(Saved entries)

Segment Open

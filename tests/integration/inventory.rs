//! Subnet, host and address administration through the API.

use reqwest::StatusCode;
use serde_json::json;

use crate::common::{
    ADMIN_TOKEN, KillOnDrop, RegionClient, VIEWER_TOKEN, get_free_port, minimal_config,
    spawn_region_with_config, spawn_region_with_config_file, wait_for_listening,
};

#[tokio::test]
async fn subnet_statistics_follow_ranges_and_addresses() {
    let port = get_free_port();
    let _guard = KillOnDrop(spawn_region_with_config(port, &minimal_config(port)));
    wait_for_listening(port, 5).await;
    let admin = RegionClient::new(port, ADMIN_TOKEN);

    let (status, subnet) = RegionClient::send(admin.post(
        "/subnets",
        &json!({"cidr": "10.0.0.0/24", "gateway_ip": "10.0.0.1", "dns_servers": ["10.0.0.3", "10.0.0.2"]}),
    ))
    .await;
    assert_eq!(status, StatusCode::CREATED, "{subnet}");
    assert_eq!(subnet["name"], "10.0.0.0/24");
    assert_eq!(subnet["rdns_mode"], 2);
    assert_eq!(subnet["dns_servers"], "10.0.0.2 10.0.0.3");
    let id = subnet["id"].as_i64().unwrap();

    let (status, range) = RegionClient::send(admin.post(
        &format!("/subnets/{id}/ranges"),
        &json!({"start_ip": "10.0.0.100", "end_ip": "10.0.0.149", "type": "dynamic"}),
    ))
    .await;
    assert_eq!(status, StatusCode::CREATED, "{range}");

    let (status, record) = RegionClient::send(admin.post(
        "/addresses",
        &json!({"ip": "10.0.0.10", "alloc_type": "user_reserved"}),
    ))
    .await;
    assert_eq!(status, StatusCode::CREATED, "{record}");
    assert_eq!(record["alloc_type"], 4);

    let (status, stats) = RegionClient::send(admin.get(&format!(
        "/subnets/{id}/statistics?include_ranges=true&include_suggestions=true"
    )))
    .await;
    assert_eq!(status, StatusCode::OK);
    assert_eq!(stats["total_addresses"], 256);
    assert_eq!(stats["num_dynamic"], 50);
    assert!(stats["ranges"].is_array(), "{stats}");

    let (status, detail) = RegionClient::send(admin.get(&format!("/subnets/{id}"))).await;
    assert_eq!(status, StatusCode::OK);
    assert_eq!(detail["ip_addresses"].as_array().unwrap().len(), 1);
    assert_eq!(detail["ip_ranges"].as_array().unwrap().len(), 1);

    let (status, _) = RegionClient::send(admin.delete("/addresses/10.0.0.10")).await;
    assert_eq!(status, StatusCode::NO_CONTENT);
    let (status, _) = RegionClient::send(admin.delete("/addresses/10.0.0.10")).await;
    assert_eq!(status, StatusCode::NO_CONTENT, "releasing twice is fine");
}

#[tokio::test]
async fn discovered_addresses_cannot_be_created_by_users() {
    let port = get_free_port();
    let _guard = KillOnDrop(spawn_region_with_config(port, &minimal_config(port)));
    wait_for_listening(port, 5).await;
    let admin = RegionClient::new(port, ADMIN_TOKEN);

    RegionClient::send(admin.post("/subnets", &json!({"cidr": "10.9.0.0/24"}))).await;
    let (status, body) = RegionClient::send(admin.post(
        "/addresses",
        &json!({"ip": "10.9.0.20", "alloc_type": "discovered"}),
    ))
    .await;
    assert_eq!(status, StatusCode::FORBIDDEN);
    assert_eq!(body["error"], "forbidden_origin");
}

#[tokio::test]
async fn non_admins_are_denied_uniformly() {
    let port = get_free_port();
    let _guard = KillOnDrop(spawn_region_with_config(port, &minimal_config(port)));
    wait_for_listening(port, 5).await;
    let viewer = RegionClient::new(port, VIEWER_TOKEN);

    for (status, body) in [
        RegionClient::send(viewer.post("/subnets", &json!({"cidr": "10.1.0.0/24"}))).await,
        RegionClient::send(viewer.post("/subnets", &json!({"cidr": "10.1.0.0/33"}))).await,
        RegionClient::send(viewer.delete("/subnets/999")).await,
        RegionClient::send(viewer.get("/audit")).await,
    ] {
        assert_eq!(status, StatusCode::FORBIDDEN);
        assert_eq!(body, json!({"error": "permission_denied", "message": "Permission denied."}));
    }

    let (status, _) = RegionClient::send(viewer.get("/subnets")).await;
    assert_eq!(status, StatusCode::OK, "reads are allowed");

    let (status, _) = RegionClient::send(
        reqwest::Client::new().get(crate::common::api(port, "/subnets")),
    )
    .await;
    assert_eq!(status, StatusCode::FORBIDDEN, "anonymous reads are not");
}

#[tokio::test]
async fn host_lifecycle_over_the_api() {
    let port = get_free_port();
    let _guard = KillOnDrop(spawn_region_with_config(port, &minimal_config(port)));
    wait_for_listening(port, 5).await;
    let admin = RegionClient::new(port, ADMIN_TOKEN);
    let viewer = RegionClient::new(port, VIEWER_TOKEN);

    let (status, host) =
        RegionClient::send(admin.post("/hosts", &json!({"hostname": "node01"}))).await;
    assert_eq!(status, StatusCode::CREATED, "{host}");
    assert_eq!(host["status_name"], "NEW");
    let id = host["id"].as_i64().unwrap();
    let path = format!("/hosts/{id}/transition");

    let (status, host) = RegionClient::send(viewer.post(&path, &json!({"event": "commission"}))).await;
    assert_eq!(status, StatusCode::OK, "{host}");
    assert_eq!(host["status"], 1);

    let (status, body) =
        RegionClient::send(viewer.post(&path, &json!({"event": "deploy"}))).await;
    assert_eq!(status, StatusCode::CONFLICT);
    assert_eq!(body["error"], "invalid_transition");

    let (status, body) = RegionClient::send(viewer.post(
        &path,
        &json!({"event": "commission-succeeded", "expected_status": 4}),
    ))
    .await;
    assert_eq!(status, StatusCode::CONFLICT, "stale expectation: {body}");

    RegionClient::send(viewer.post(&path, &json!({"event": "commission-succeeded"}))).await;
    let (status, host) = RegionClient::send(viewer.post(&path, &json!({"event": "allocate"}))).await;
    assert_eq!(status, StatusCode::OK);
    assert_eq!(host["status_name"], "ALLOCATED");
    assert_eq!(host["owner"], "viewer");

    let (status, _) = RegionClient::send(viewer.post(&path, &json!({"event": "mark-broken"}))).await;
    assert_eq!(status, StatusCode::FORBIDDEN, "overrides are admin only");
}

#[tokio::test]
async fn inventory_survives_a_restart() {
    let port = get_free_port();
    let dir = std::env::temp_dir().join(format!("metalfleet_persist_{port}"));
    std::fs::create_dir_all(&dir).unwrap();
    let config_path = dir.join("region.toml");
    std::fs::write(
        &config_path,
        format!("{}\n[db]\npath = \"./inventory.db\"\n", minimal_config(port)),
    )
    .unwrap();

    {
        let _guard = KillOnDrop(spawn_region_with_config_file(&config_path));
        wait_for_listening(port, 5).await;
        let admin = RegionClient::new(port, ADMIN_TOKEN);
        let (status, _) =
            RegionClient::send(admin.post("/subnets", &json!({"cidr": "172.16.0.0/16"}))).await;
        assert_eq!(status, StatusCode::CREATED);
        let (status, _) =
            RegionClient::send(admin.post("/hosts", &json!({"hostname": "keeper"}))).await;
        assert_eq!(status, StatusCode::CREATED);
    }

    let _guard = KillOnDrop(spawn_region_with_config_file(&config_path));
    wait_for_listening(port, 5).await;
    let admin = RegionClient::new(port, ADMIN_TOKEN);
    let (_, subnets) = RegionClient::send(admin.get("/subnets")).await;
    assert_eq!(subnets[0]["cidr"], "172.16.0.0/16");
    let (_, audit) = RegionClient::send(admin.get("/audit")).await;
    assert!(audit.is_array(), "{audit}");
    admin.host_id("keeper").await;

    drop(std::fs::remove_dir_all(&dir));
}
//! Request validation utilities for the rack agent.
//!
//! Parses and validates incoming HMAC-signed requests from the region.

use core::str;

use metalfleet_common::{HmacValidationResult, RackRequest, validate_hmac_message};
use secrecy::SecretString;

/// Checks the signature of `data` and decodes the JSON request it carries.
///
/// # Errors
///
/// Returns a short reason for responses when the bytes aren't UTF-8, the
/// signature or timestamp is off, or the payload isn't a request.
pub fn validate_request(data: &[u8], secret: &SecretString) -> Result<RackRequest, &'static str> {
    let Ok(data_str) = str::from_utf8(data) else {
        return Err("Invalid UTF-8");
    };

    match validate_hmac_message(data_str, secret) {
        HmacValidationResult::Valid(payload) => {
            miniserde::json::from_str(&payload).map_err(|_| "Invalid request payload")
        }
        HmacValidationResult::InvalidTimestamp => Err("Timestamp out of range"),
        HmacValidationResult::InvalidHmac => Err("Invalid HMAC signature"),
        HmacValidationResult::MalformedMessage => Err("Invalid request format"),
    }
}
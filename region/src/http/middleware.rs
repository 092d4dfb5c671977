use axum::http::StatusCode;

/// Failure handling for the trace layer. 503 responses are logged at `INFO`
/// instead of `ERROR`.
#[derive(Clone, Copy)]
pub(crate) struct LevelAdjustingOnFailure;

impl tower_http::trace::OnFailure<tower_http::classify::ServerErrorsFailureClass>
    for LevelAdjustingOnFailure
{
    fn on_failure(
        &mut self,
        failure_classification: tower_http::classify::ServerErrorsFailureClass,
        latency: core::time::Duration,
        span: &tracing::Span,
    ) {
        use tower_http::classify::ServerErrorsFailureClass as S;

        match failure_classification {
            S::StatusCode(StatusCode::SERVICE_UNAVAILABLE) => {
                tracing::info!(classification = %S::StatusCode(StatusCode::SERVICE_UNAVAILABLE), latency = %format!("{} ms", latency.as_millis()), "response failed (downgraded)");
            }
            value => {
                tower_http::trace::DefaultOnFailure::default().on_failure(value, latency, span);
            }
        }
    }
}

Segment Closed

The expected result is every line above containing the string "CONFLICT".

    assert_eq!(status, StatusCode::CONFLICT);
    assert_eq!(status, StatusCode::CONFLICT, "stale expectation: {body}");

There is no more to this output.